It's cool to be clean: UCI come down hard on dope cheats... sign or we'll name ya !



ilpirata said:
I fully agree with you doc. He would not sign anything that would be unfair to cyclists as a group. He in fact made himself a target when he represented athe cyclists protest against additional (non UCI controls) just prior to the 1999 giro. And he coincidentally suffered a suspension for health safety reasons and served several other suspensions for suspected sporting fraud that had no basis to ever have been presented, and were later thrown out. The suspensions had already run their courses by that time, of course.
I was & still a massive Pantani fan but he was just out to protect himself and his own interests. Cycling won't ever recover until it becomes an amateur sport. The UCI have a massive job where they can't do anything right. Until you get the old riders out of the pro ranks nothing will change, they realise all of there results are based on doping.
 
NJK said:
I was & still a massive Pantani fan but he was just out to protect himself and his own interests. Cycling won't ever recover until it becomes an amateur sport. The UCI have a massive job where they can't do anything right. Until you get the old riders out of the pro ranks nothing will change, they realise all of there results are based on doping.
What, you don't think doping occurs in amateur spot?:rolleyes:
 
classic1 said:
What, you don't think doping occurs in amateur spot?:rolleyes:
I definately wouldn't happen as much. Money=Cheating in any sport.
 
In the non-professional racing scene in the US doping is occurring. I can't say much about the younger guys, but I know it is happening in the older guy races. And these races are for very little money, mostly just for gas money.
Doping is here to stay in the sporting world. Since sports are put so high on the priority of people in their decisions to buy "endorsed products" , we will always see a battle of pharmo's..
The sporting bodies realize this...... NFL,NBL,NBA, and of course, the UCI. And they also know the fans want to see hero's...... and they really do not care if the hero's are doped. Sport is better when we have our head in the sand.

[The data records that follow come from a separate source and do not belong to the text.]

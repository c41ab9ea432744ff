use std::sync::{Arc, Mutex, MutexGuard};

use serde::{Deserialize, Serialize};

use crate::{
    AnalysisEngine, AnalysisFrame, AnalysisSummary, AudioConfig, AudioMode, BeatConfig,
    BeatDetector, FxError, Result,
};

/// Analysis features plus the beat detector's verdict for one frame.
#[derive(Debug, Clone, Default, PartialEq, Serialize, Deserialize)]
pub struct AudioFrame {
    pub analysis: AnalysisFrame,
    pub beat: bool,
    pub beat_intensity: f32,
    pub bpm: u32,
}

#[derive(Debug)]
struct Pipeline {
    analysis: AnalysisEngine,
    detector: BeatDetector,
    latest: AudioFrame,
}

impl Pipeline {
    fn finish(&mut self, analysis: AnalysisFrame, timestamp_ms: f64) -> AudioFrame {
        self.detector.update(analysis.bass, timestamp_ms);
        self.latest = AudioFrame {
            analysis,
            beat: self.detector.is_beat(),
            beat_intensity: self.detector.beat_intensity(),
            bpm: self.detector.bpm(),
        };
        self.latest.clone()
    }
}

/// Energy extraction and beat detection behind one shared handle.
#[derive(Debug)]
pub struct AudioEngine {
    mode: AudioMode,
    audio_config: AudioConfig,
    beat_config: BeatConfig,
    pipeline: Arc<Mutex<Pipeline>>,
}

impl AudioEngine {
    /// Creates a new audio engine instance in the requested mode.
    pub fn new(mode: AudioMode) -> Self {
        Self::with_config(mode, AudioConfig::default(), BeatConfig::default())
    }

    /// Creates a new audio engine with explicit analysis and beat settings.
    pub fn with_config(mode: AudioMode, audio_config: AudioConfig, beat_config: BeatConfig) -> Self {
        let pipeline = Pipeline {
            analysis: AnalysisEngine::with_config(mode, audio_config.clone()),
            detector: BeatDetector::new(beat_config.clone()),
            latest: AudioFrame::default(),
        };
        Self {
            mode,
            audio_config,
            beat_config,
            pipeline: Arc::new(Mutex::new(pipeline)),
        }
    }

    /// Returns the currently configured audio mode.
    pub fn mode(&self) -> AudioMode {
        self.mode
    }

    /// Returns the sample rate the engine operates at.
    pub fn sample_rate(&self) -> u32 {
        self.audio_config.sample_rate
    }

    /// Returns the settings the beat detector was built with.
    pub fn beat_config(&self) -> &BeatConfig {
        &self.beat_config
    }

    /// Resets analysis and detector state and returns a handle for readers.
    pub fn start(&self) -> Result<AnalysisHandle> {
        {
            let mut pipeline = self.lock()?;
            pipeline.analysis.reset();
            pipeline.detector.reset();
            pipeline.latest = AudioFrame::default();
        }
        Ok(AnalysisHandle::new(self.pipeline.clone()))
    }

    /// Analyses a window taken at `timestamp_ms` and runs beat detection on
    /// its bass energy. Call once per rendered frame.
    pub fn process(&self, samples: &[f32], timestamp_ms: f64) -> Result<AudioFrame> {
        let mut pipeline = self.lock()?;
        let analysis = pipeline
            .analysis
            .process_window(samples, (timestamp_ms / 1000.0) as f32)?;
        Ok(pipeline.finish(analysis, timestamp_ms))
    }

    /// Feeds a contiguous block; its timestamp is derived from the stream
    /// position.
    pub fn push_samples(&self, samples: &[f32]) -> Result<Option<AudioFrame>> {
        if samples.is_empty() {
            return Ok(None);
        }
        let mut pipeline = self.lock()?;
        let analysis = pipeline.analysis.process_block(samples)?;
        let timestamp_ms = analysis.time as f64 * 1000.0;
        Ok(Some(pipeline.finish(analysis, timestamp_ms)))
    }

    fn lock(&self) -> Result<MutexGuard<'_, Pipeline>> {
        lock_pipeline(&self.pipeline)
    }
}

/// Shared, thread-safe view over the pipeline managed by [`AudioEngine`].
#[derive(Clone)]
pub struct AnalysisHandle {
    shared: Arc<Mutex<Pipeline>>,
}

impl AnalysisHandle {
    fn new(shared: Arc<Mutex<Pipeline>>) -> Self {
        Self { shared }
    }

    /// Returns the most recent frame, or a silent one before any audio arrived.
    pub fn latest(&self) -> Result<AudioFrame> {
        Ok(lock_pipeline(&self.shared)?.latest.clone())
    }

    /// Samples the analysis timeline at the requested time in seconds.
    pub fn sample_at(&self, seconds: f32) -> Result<AnalysisFrame> {
        Ok(lock_pipeline(&self.shared)?.analysis.sample_at(seconds))
    }

    /// Returns metadata collected so far about the analysed stream.
    pub fn summary(&self) -> Result<AnalysisSummary> {
        Ok(lock_pipeline(&self.shared)?.analysis.summary().clone())
    }

    /// Returns how many beats were detected since the engine started.
    pub fn beat_count(&self) -> Result<u64> {
        Ok(lock_pipeline(&self.shared)?.detector.beat_count())
    }
}

impl std::fmt::Debug for AnalysisHandle {
    fn fmt(&self, f: &mut std::fmt::Formatter<'_>) -> std::fmt::Result {
        f.debug_struct("AnalysisHandle").finish()
    }
}

fn lock_pipeline(shared: &Mutex<Pipeline>) -> Result<MutexGuard<'_, Pipeline>> {
    shared
        .lock()
        .map_err(|_| FxError::msg("audio pipeline has been poisoned"))
}

#[cfg(test)]
mod tests {
    use std::f32::consts::PI;

    use super::*;

    fn config() -> AudioConfig {
        AudioConfig {
            sample_rate: 8_000,
            block_size: 512,
            smoothing: 0.0,
            ..AudioConfig::default()
        }
    }

    fn kick(len: usize, amplitude: f32) -> Vec<f32> {
        (0..len)
            .map(|i| amplitude * (2.0 * PI * 60.0 * i as f32 / 8_000.0).sin())
            .collect()
    }

    #[test]
    fn kicks_produce_beats_through_the_shared_handle() {
        let audio = AudioEngine::with_config(AudioMode::Live, config(), BeatConfig::default());
        let handle = audio.start().unwrap();

        let quiet = kick(512, 0.001);
        let loud = kick(512, 0.9);
        let mut beats = 0;
        for frame in 0..120 {
            let block = if frame >= 20 && frame % 30 == 0 { &loud } else { &quiet };
            let out = audio.process(block, frame as f64 * 20.0).unwrap();
            assert!((0.0..=1.0).contains(&out.beat_intensity));
            if out.beat {
                beats += 1;
            }
        }

        assert!(beats >= 3, "expected beats, got {beats}");
        assert_eq!(handle.beat_count().unwrap(), beats);
        assert!((handle.latest().unwrap().analysis.time - 2.38).abs() < 1e-4);
    }

    #[test]
    fn start_resets_the_pipeline() {
        let audio = AudioEngine::with_config(AudioMode::Precomputed, config(), BeatConfig::default());
        audio.push_samples(&kick(512, 0.5)).unwrap();
        assert_eq!(audio.push_samples(&[]).unwrap(), None);

        let handle = audio.start().unwrap();
        assert_eq!(handle.summary().unwrap().frames, 0);
        assert_eq!(handle.latest().unwrap(), AudioFrame::default());

        let frame = audio.push_samples(&kick(800, 0.5)).unwrap().unwrap();
        assert!(frame.analysis.rms > 0.0);
        assert_eq!(handle.sample_at(1.0).unwrap(), frame.analysis);
    }
}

This years TDF will be a great test. We have no hero's. No good vs evil. Watch the fan partication numbers fall through the floor from the previous years. Look at the forum....... we are just days away from the start of the TDF and no one is really posting about it.

And then there is the question .."Is doping all that bad?" I love it when fans say doping is bad because they want to feel as if they have something in common with the riders. Right...They will have something in common with the riders when they can quit their day jobs and ride 6 hours a day, on a bike custom fitted for them. Then have a massage when they are through. And have been born with a VOmax of a beast.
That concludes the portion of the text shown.